- _Goal of the exercise_:
Please restate exactly what appears in the records below from the first line to the line where "if let LoopExit::Fault(err)" is, that line included.
*** Input records
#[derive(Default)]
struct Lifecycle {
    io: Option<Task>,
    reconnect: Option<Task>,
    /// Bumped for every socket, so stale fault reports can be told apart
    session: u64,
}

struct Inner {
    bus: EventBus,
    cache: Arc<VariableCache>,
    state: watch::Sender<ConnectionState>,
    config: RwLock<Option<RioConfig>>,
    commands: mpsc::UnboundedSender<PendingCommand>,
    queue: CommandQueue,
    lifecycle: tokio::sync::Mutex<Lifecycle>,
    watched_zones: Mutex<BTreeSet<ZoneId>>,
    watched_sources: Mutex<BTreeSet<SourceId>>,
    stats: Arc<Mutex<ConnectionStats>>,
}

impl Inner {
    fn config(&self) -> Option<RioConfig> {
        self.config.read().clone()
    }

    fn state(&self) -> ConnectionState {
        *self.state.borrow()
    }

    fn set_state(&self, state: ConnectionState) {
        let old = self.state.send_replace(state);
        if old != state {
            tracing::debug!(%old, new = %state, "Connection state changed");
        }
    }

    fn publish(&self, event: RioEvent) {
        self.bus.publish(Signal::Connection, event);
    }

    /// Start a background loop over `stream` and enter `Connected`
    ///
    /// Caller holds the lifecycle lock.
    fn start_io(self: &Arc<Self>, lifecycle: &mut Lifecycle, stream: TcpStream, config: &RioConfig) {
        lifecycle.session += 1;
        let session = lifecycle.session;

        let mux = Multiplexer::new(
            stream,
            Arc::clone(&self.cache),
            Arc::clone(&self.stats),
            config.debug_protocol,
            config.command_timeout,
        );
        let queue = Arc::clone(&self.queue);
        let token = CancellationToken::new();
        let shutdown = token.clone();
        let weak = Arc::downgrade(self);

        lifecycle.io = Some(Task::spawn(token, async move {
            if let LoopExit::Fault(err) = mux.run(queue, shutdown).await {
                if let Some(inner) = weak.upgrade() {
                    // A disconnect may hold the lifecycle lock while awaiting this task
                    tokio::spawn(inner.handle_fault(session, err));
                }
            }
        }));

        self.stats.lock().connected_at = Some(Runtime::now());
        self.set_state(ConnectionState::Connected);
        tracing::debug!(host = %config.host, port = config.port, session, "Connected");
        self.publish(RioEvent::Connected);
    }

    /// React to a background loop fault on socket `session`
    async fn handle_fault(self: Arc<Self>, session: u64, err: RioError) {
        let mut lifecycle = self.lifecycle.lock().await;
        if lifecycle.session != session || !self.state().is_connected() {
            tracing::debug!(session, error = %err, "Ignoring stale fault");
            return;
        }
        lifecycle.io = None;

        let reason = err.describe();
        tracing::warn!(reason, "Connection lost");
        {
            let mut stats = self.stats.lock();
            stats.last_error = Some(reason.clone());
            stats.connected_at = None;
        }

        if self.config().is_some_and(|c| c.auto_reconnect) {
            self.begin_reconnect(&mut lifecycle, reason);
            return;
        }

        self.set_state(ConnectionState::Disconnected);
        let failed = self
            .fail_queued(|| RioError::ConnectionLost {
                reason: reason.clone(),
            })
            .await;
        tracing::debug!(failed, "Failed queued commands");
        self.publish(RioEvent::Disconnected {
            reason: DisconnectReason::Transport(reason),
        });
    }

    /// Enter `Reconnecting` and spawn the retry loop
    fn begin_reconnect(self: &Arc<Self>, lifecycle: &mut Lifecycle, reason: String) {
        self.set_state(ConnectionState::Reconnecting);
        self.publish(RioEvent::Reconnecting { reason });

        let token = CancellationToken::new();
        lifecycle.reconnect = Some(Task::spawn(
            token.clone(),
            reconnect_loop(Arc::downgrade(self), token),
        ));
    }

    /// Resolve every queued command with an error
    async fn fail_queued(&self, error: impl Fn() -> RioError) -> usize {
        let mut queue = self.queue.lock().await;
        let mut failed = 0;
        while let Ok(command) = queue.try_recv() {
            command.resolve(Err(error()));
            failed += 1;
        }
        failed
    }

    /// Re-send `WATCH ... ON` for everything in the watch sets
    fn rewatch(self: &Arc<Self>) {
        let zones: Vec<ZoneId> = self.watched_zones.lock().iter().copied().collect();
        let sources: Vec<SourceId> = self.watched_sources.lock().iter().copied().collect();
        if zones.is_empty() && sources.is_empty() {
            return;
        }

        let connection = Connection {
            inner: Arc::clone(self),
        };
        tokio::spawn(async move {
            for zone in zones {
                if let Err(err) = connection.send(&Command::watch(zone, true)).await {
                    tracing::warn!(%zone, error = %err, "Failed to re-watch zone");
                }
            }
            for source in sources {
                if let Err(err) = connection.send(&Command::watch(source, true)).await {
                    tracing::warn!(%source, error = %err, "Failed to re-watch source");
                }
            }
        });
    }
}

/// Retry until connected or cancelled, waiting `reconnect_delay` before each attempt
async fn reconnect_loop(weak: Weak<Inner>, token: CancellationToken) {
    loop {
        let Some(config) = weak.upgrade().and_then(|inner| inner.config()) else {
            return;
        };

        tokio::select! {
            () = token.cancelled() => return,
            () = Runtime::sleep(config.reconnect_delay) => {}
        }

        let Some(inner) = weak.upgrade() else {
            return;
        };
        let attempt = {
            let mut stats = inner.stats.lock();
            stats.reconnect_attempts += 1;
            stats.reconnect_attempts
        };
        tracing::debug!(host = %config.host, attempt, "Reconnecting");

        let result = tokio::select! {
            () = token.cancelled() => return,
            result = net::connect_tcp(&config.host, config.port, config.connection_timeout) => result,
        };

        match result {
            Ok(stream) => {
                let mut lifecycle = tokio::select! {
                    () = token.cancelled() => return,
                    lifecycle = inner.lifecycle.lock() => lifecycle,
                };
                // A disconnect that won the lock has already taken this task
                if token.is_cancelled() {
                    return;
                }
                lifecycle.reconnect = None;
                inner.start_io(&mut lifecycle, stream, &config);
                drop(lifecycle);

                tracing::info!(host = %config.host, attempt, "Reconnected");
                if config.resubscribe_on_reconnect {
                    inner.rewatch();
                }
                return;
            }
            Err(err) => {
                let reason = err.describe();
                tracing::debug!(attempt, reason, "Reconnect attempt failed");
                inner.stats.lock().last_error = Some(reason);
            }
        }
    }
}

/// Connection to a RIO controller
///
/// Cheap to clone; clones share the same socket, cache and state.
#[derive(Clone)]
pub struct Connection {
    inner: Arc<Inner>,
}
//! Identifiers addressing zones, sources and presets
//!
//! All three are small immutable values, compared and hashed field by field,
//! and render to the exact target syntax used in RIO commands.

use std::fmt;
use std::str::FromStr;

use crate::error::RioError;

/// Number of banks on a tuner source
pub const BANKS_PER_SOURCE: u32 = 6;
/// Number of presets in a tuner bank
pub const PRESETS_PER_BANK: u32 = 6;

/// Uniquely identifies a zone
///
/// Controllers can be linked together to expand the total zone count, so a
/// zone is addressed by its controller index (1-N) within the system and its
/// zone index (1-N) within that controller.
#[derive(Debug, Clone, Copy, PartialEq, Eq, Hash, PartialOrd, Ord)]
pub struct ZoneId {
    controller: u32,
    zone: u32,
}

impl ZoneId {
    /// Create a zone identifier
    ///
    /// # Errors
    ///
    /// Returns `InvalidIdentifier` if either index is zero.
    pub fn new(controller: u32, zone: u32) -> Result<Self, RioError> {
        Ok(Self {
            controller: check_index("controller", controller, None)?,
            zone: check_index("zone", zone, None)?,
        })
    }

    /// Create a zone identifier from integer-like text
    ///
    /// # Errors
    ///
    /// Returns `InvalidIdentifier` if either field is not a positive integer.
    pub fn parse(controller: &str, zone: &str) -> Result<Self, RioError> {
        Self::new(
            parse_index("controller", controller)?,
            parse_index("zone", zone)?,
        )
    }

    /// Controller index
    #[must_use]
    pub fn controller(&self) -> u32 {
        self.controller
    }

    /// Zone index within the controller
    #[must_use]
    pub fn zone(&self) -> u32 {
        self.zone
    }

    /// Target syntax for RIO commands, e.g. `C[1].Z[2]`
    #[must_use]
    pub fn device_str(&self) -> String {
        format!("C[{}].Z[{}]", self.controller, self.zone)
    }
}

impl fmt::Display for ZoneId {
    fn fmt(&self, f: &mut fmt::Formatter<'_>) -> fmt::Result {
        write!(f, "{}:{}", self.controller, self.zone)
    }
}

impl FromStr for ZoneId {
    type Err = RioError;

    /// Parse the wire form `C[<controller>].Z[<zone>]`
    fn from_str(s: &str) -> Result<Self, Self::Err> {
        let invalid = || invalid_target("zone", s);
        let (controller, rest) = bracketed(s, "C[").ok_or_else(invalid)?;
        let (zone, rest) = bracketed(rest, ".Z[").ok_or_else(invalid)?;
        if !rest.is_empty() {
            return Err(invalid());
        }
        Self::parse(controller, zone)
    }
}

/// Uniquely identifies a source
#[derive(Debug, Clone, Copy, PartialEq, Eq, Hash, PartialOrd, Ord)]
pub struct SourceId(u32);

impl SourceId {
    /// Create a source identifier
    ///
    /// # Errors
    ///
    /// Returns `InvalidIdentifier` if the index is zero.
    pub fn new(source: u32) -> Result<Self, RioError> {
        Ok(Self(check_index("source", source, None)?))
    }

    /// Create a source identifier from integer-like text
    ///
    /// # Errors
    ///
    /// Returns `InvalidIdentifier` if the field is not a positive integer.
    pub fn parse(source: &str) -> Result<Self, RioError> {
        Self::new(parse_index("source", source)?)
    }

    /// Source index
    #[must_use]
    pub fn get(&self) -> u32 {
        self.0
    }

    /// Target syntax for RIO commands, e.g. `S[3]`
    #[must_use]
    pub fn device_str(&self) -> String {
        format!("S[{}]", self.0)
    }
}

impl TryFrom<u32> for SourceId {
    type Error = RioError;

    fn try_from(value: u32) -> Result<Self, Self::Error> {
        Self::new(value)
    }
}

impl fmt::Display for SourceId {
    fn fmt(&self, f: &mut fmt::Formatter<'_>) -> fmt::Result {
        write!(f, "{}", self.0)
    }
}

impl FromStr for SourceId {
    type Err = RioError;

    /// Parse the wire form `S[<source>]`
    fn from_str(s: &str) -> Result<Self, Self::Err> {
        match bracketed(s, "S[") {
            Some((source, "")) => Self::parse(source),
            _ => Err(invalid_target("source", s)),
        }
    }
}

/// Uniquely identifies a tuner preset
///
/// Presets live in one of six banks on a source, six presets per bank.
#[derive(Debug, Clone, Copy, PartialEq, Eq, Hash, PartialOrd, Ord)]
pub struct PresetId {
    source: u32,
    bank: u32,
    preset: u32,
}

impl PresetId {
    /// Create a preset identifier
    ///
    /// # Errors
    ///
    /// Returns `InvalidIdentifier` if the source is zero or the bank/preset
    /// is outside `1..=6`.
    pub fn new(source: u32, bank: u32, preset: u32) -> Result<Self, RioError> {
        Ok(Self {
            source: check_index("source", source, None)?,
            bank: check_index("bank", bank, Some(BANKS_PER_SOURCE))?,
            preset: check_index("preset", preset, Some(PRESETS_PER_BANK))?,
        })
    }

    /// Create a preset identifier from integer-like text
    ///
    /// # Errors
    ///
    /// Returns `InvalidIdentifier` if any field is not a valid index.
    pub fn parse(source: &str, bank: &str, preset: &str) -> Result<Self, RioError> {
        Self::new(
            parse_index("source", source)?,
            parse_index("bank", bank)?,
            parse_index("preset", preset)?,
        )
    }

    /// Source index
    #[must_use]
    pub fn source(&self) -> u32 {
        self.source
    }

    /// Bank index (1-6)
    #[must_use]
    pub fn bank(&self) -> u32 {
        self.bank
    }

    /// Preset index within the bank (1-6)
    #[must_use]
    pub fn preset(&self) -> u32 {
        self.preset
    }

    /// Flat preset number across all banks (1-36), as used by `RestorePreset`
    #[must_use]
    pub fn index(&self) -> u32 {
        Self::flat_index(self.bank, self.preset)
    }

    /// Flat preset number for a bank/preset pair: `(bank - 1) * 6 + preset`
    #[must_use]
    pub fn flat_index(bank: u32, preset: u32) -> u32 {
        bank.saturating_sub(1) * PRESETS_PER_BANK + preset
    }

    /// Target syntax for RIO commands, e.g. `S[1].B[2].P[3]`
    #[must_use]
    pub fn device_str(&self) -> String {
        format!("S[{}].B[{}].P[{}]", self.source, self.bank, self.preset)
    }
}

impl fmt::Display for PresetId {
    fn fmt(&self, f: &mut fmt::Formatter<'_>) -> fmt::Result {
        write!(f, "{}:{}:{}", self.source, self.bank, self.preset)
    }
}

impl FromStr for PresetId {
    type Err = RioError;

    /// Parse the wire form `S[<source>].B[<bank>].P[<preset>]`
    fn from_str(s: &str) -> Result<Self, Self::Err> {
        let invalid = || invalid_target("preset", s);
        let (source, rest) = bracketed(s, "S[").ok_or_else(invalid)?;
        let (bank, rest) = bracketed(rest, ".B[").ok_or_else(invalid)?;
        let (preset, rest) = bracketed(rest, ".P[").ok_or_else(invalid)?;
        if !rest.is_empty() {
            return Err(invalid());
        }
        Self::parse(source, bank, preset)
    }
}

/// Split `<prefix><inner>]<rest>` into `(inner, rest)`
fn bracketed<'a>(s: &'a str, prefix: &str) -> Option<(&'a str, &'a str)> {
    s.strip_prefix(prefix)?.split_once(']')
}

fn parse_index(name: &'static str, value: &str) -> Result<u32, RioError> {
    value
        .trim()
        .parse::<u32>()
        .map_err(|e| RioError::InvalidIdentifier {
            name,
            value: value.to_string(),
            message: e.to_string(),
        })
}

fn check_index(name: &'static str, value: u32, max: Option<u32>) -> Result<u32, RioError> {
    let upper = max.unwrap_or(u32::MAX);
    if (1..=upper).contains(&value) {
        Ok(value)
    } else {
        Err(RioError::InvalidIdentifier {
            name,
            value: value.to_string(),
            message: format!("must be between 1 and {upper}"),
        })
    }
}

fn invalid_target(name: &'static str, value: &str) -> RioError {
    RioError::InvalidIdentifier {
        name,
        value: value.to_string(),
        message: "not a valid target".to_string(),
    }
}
******
- _Output for this task_:
#[derive(Default)]
struct Lifecycle {
    io: Option<Task>,
    reconnect: Option<Task>,
    /// Bumped for every socket, so stale fault reports can be told apart
    session: u64,
}

struct Inner {
    bus: EventBus,
    cache: Arc<VariableCache>,
    state: watch::Sender<ConnectionState>,
    config: RwLock<Option<RioConfig>>,
    commands: mpsc::UnboundedSender<PendingCommand>,
    queue: CommandQueue,
    lifecycle: tokio::sync::Mutex<Lifecycle>,
    watched_zones: Mutex<BTreeSet<ZoneId>>,
    watched_sources: Mutex<BTreeSet<SourceId>>,
    stats: Arc<Mutex<ConnectionStats>>,
}

impl Inner {
    fn config(&self) -> Option<RioConfig> {
        self.config.read().clone()
    }

    fn state(&self) -> ConnectionState {
        *self.state.borrow()
    }

    fn set_state(&self, state: ConnectionState) {
        let old = self.state.send_replace(state);
        if old != state {
            tracing::debug!(%old, new = %state, "Connection state changed");
        }
    }

    fn publish(&self, event: RioEvent) {
        self.bus.publish(Signal::Connection, event);
    }

    /// Start a background loop over `stream` and enter `Connected`
    ///
    /// Caller holds the lifecycle lock.
    fn start_io(self: &Arc<Self>, lifecycle: &mut Lifecycle, stream: TcpStream, config: &RioConfig) {
        lifecycle.session += 1;
        let session = lifecycle.session;

        let mux = Multiplexer::new(
            stream,
            Arc::clone(&self.cache),
            Arc::clone(&self.stats),
            config.debug_protocol,
            config.command_timeout,
        );
        let queue = Arc::clone(&self.queue);
        let token = CancellationToken::new();
        let shutdown = token.clone();
        let weak = Arc::downgrade(self);

        lifecycle.io = Some(Task::spawn(token, async move {
            if let LoopExit::Fault(err) = mux.run(queue, shutdown).await {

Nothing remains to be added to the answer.